RECORDS FOR THIS TASK START

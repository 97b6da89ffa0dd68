//! Database migrations

use crate::error::Result;
use libsql::Connection;

/// Current schema version
const CURRENT_VERSION: i32 = 1;

/// Run all pending migrations
pub async fn run(conn: &Connection) -> Result<()> {
    let version = get_version(conn).await?;

    if version < 1 {
        migrate_v1(conn).await?;
    }

    Ok(())
}

/// Get the current schema version
async fn get_version(conn: &Connection) -> Result<i32> {
    // Check if schema_version table exists
    let mut rows = conn
        .query(
            "SELECT EXISTS(SELECT 1 FROM sqlite_master WHERE type='table' AND name='schema_version')",
            (),
        )
        .await?;

    let exists: bool = if let Some(row) = rows.next().await? {
        row.get::<i32>(0)? != 0
    } else {
        false
    };

    if !exists {
        return Ok(0);
    }

    let mut rows = conn
        .query("SELECT COALESCE(MAX(version), 0) FROM schema_version", ())
        .await?;

    let version: i32 = if let Some(row) = rows.next().await? {
        row.get(0)?
    } else {
        0
    };

    Ok(version)
}

/// Migration to version 1: flattened profiles table
async fn migrate_v1(conn: &Connection) -> Result<()> {
    conn.execute("BEGIN TRANSACTION", ()).await?;

    let statements = [
        "CREATE TABLE IF NOT EXISTS schema_version (
            version INTEGER PRIMARY KEY
        )",
        "CREATE TABLE IF NOT EXISTS profiles (
            id TEXT PRIMARY KEY,
            gender TEXT NOT NULL,
            email TEXT NOT NULL,
            phone TEXT NOT NULL,
            cell TEXT NOT NULL,
            nat TEXT NOT NULL,
            name_title TEXT NOT NULL,
            name_first TEXT NOT NULL,
            name_last TEXT NOT NULL,
            location_street_number INTEGER NOT NULL,
            location_street_name TEXT NOT NULL,
            location_city TEXT NOT NULL,
            location_state TEXT NOT NULL,
            location_country TEXT NOT NULL,
            location_postcode TEXT NOT NULL,
            location_latitude TEXT NOT NULL,
            location_longitude TEXT NOT NULL,
            location_timezone_offset TEXT NOT NULL,
            location_timezone_description TEXT NOT NULL,
            dob_date TEXT NOT NULL,
            dob_age INTEGER NOT NULL,
            registered_date TEXT NOT NULL,
            registered_age INTEGER NOT NULL,
            login_uuid TEXT NOT NULL,
            login_username TEXT NOT NULL,
            login_password TEXT NOT NULL,
            login_salt TEXT NOT NULL,
            login_md5 TEXT NOT NULL,
            login_sha1 TEXT NOT NULL,
            login_sha256 TEXT NOT NULL,
            id_name TEXT,
            id_value TEXT,
            picture_large TEXT NOT NULL,
            picture_medium TEXT NOT NULL,
            picture_thumbnail TEXT NOT NULL,
            created_at INTEGER NOT NULL,
            from_remote INTEGER NOT NULL DEFAULT 1
        )",
        "CREATE INDEX IF NOT EXISTS idx_profiles_created ON profiles(created_at DESC)",
        "CREATE INDEX IF NOT EXISTS idx_profiles_name ON profiles(name_first, name_last)",
        "CREATE INDEX IF NOT EXISTS idx_profiles_location ON profiles(location_country, location_city)",
        "CREATE INDEX IF NOT EXISTS idx_profiles_source ON profiles(from_remote)",
        "INSERT INTO schema_version (version) VALUES (1)",
    ];

    for stmt in statements {
        if let Err(e) = conn.execute(stmt, ()).await {
            conn.execute("ROLLBACK", ()).await.ok();
            return Err(e.into());
        }
    }

    if let Err(e) = conn.execute("COMMIT", ()).await {
        conn.execute("ROLLBACK", ()).await.ok();
        return Err(e.into());
    }

    tracing::info!("Migrated database to version {CURRENT_VERSION}");
    Ok(())
}
//! Client configuration for the profile endpoint.
//!
//! Defaults target the public generator service. Hosts may override them from
//! the environment or from a JSON document shipped with the app.

use std::time::Duration;

use serde::{Deserialize, Serialize};

use crate::error::{Error, Result};
use crate::util::{compact_text, is_http_url, normalize_text_option};

pub const DEFAULT_API_BASE_URL: &str = "https://randomuser.me";
pub const DEFAULT_BATCH_SIZE: usize = 10;
pub const DEFAULT_HTTP_TIMEOUT_SECS: u64 = 10;
/// The endpoint refuses batches larger than this.
pub const MAX_BATCH_SIZE: usize = 5000;

const ENV_API_BASE_URL: &str = "ROSTER_API_BASE_URL";
const ENV_BATCH_SIZE: &str = "ROSTER_BATCH_SIZE";
const ENV_HTTP_TIMEOUT_SECS: &str = "ROSTER_HTTP_TIMEOUT_SECS";

/// Runtime settings for the remote source and sync coordinator.
#[derive(Debug, Clone, PartialEq, Eq)]
pub struct ClientConfig {
    /// Base URL without trailing slash, e.g. `https://randomuser.me`
    pub api_base_url: String,
    /// Batch size used by `ensure_populated`
    pub default_batch_size: usize,
    pub request_timeout: Duration,
}

impl Default for ClientConfig {
    fn default() -> Self {
        Self {
            api_base_url: DEFAULT_API_BASE_URL.to_string(),
            default_batch_size: DEFAULT_BATCH_SIZE,
            request_timeout: Duration::from_secs(DEFAULT_HTTP_TIMEOUT_SECS),
        }
    }
}

impl ClientConfig {
    /// Read overrides from `ROSTER_*` environment variables.
    ///
    /// Unset or blank variables keep their defaults.
    pub fn from_env() -> Result<Self> {
        Self::from_lookup(|key| std::env::var(key).ok())
    }

    fn from_lookup(lookup: impl Fn(&str) -> Option<String>) -> Result<Self> {
        let mut config = Self::default();

        if let Some(url) = normalize_text_option(lookup(ENV_API_BASE_URL)) {
            config.api_base_url = normalize_base_url(&url)?;
        }
        if let Some(raw) = normalize_text_option(lookup(ENV_BATCH_SIZE)) {
            let size = raw.parse::<usize>().map_err(|_| {
                Error::InvalidInput(format!(
                    "{ENV_BATCH_SIZE} must be a positive integer, got '{}'",
                    compact_text(&raw)
                ))
            })?;
            config.default_batch_size = validate_batch_size(size)?;
        }
        if let Some(raw) = normalize_text_option(lookup(ENV_HTTP_TIMEOUT_SECS)) {
            let secs = raw
                .parse::<u64>()
                .ok()
                .filter(|secs| *secs > 0)
                .ok_or_else(|| {
                    Error::InvalidInput(format!(
                        "{ENV_HTTP_TIMEOUT_SECS} must be a positive integer, got '{}'",
                        compact_text(&raw)
                    ))
                })?;
            config.request_timeout = Duration::from_secs(secs);
        }

        Ok(config)
    }
}

/// Parse a client configuration document.
///
/// Every field is optional; unknown fields are rejected.
pub fn parse_client_config(payload: &str) -> Result<ClientConfig> {
    let document: ClientConfigDocument = serde_json::from_str(payload)?;
    document.try_into()
}

// ---------------------------------------------------------------------------
// Private
// ---------------------------------------------------------------------------

#[derive(Debug, Clone, Default, Serialize, Deserialize, PartialEq, Eq)]
#[serde(deny_unknown_fields)]
struct ClientConfigDocument {
    #[serde(default)]
    api_base_url: Option<String>,
    #[serde(default)]
    default_batch_size: Option<usize>,
    #[serde(default)]
    request_timeout_secs: Option<u64>,
}

impl TryFrom<ClientConfigDocument> for ClientConfig {
    type Error = Error;

    fn try_from(document: ClientConfigDocument) -> Result<Self> {
        let defaults = Self::default();

        let api_base_url = match normalize_text_option(document.api_base_url) {
            Some(url) => normalize_base_url(&url)?,
            None => defaults.api_base_url,
        };
        let default_batch_size = document
            .default_batch_size
            .map_or(Ok(defaults.default_batch_size), validate_batch_size)?;
        let request_timeout = match document.request_timeout_secs {
            Some(0) => {
                return Err(Error::InvalidInput(
                    "request_timeout_secs must be greater than zero".to_string(),
                ))
            }
            Some(secs) => Duration::from_secs(secs),
            None => defaults.request_timeout,
        };

        Ok(Self {
            api_base_url,
            default_batch_size,
            request_timeout,
        })
    }
}

fn normalize_base_url(raw: &str) -> Result<String> {
    let url = raw.trim();
    if !is_http_url(url) {
        return Err(Error::InvalidInput(format!(
            "api_base_url must include http:// or https://, got '{}'",
            compact_text(url)
        )));
    }
    Ok(url.trim_end_matches('/').to_string())
}

fn validate_batch_size(size: usize) -> Result<usize> {
    if (1..=MAX_BATCH_SIZE).contains(&size) {
        Ok(size)
    } else {
        Err(Error::InvalidInput(format!(
            "batch size must be between 1 and {MAX_BATCH_SIZE}, got {size}"
        )))
    }
}

#[cfg(test)]
mod tests {
    use super::*;
    use std::collections::HashMap;

    fn lookup_from(pairs: &[(&str, &str)]) -> impl Fn(&str) -> Option<String> {
        let vars: HashMap<String, String> = pairs
            .iter()
            .map(|(key, value)| ((*key).to_string(), (*value).to_string()))
            .collect();
        move |key| vars.get(key).cloned()
    }

    #[test]
    fn defaults_target_public_endpoint() {
        let config = ClientConfig::default();
        assert_eq!(config.api_base_url, "https://randomuser.me");
        assert_eq!(config.default_batch_size, 10);
        assert_eq!(config.request_timeout, Duration::from_secs(10));
    }

    #[test]
    fn env_overrides_are_applied() {
        let config = ClientConfig::from_lookup(lookup_from(&[
            (ENV_API_BASE_URL, " http://localhost:8080/ "),
            (ENV_BATCH_SIZE, "25"),
            (ENV_HTTP_TIMEOUT_SECS, "3"),
        ]))
        .unwrap();

        assert_eq!(config.api_base_url, "http://localhost:8080");
        assert_eq!(config.default_batch_size, 25);
        assert_eq!(config.request_timeout, Duration::from_secs(3));
    }

    #[test]
    fn blank_env_values_keep_defaults() {
        let lookup = lookup_from(&[(ENV_API_BASE_URL, "  "), (ENV_BATCH_SIZE, "")]);
        let config = ClientConfig::from_lookup(lookup).unwrap();
        assert_eq!(config, ClientConfig::default());
    }

    #[test]
    fn invalid_env_values_are_rejected() {
        assert!(ClientConfig::from_lookup(lookup_from(&[(ENV_BATCH_SIZE, "ten")])).is_err());
        assert!(ClientConfig::from_lookup(lookup_from(&[(ENV_BATCH_SIZE, "0")])).is_err());
        assert!(ClientConfig::from_lookup(lookup_from(&[(ENV_HTTP_TIMEOUT_SECS, "0")])).is_err());
        assert!(
            ClientConfig::from_lookup(lookup_from(&[(ENV_API_BASE_URL, "randomuser.me")])).is_err()
        );
    }

    #[test]
    fn parse_client_config_accepts_partial_document() {
        let config = parse_client_config(r#"{"default_batch_size": 30}"#).unwrap();
        assert_eq!(config.default_batch_size, 30);
        assert_eq!(config.api_base_url, DEFAULT_API_BASE_URL);
    }

    #[test]
    fn parse_client_config_rejects_unknown_fields() {
        let result = parse_client_config(r#"{"api_base_url": "https://x.test", "extra": true}"#);
        assert!(matches!(result, Err(Error::Serialization(_))));
    }

    #[test]
    fn parse_client_config_validates_values() {
        assert!(parse_client_config(r#"{"default_batch_size": 5001}"#).is_err());
        assert!(parse_client_config(r#"{"api_base_url": "ftp://x.test"}"#).is_err());
        assert!(parse_client_config(r#"{"request_timeout_secs": 0}"#).is_err());
    }
}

RECORDS FOR THIS TASK END

**THE TASK**
Would you return all lines from the preceding listing that contain the word "payload"?

**SOLVED EXERCISE**
pub fn parse_client_config(payload: &str) -> Result<ClientConfig> {
    let document: ClientConfigDocument = serde_json::from_str(payload)?;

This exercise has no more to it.